Bonehunters Read online

Page 8


  ‘Unlike Tiam,’ Ampelas said, ‘when we’re killed we stay dead.’

  ‘Which brings me to what I truly need to understand. The Elder Gods. They are not simply of one world, are they?’

  ‘Of course not.’

  ‘And how long have they been around?’

  ‘Even when Darkness ruled alone,’ Ampelas replied, ‘there were elemental forces. Moving unseen until the coming of Light. Bound only to their own laws. It is the nature of Darkness that it but rules itself.’

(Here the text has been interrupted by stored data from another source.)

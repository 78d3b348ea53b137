use async_trait::async_trait;
use serde::Deserialize;
use serde_json::json;
use std::path::PathBuf;
use std::process::Stdio;
use std::time::Duration;
use tracing::info;
use ycode_core::{Result, Tool, ToolCall, ToolResult, YcodeError};

use super::{RUN, ToolContext, parse_args};
use crate::registry::ToolHandler;

const DEFAULT_TIMEOUT_SECS: u64 = 120;
const MAX_STDOUT_CHARS: usize = 10_000;
const MAX_STDERR_CHARS: usize = 5_000;

#[derive(Deserialize)]
struct RunArgs {
    command: String,
    #[serde(default)]
    timeout_secs: Option<u64>,
}

/// Non-interactive `sh -c` in the working directory.
pub struct RunTool {
    workdir: PathBuf,
}

impl RunTool {
    pub fn new(ctx: &ToolContext) -> Self {
        Self {
            workdir: ctx.workdir.clone(),
        }
    }
}

#[async_trait]
impl ToolHandler for RunTool {
    fn descriptor(&self) -> Tool {
        Tool::new(
            RUN,
            "Run a non-interactive shell command in the workspace and return its exit code, stdout and stderr. Stdin is /dev/null.",
            json!({
                "type": "object",
                "properties": {
                    "command": { "type": "string", "description": "Shell command to execute." },
                    "timeout_secs": { "type": "integer", "description": "Timeout in seconds (default: 120)." }
                },
                "required": ["command"],
                "additionalProperties": false
            }),
        )
    }

    async fn call(&self, call: &ToolCall) -> Result<ToolResult> {
        let args: RunArgs = parse_args(call)?;
        let timeout_secs = args.timeout_secs.unwrap_or(DEFAULT_TIMEOUT_SECS);
        info!(command = %args.command, timeout_secs, "executing shell command");

        let mut cmd = tokio::process::Command::new("sh");
        cmd.arg("-c")
            .arg(&args.command)
            .current_dir(&self.workdir)
            .stdin(Stdio::null())
            .kill_on_drop(true);

        let output = tokio::time::timeout(Duration::from_secs(timeout_secs), cmd.output())
            .await
            .map_err(|_| YcodeError::ToolExecution {
                tool: RUN.into(),
                reason: format!("command timed out after {timeout_secs}s"),
            })?
            .map_err(|e| YcodeError::ToolExecution {
                tool: RUN.into(),
                reason: e.to_string(),
            })?;

        let stdout = String::from_utf8_lossy(&output.stdout);
        let stderr = String::from_utf8_lossy(&output.stderr);
        let exit_code = output.status.code().unwrap_or(-1);
        let content = format!(
            "Exit code: {exit_code}\n\nSTDOUT:\n{}\n\nSTDERR:\n{}",
            stdout.chars().take(MAX_STDOUT_CHARS).collect::<String>(),
            stderr.chars().take(MAX_STDERR_CHARS).collect::<String>(),
        );

        let result = if output.status.success() {
            ToolResult::text(&call.id, content)
        } else {
            ToolResult::error(&call.id, content)
        };
        Ok(result.with_data(json!({ "exit_code": exit_code })))
    }
}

  ‘And is the Crippled God an Elder?’

  Silence.

  Cotillion found he was holding his breath. He had taken a twisted path to this question, and had made discoveries along the way – so much to think about, in fact, that his mind was numb, besieged by all that he had learned. ‘I need to know,’ he said in a slow release of his breath.

  ‘Why?’ Edgewalker asked.

  ‘If he is,’ Cotillion said, ‘then another question follows. How does one kill an elemental force?’

  ‘You would shatter the balance?’

  ‘It’s already been shattered, Edgewalker! That god was brought down to the surface of a world. And chained. His power torn apart and secreted in minuscule, virtually lifeless warrens, but all of them linked to the world I came from—’

  ‘Too bad for that world,’ Ampelas said.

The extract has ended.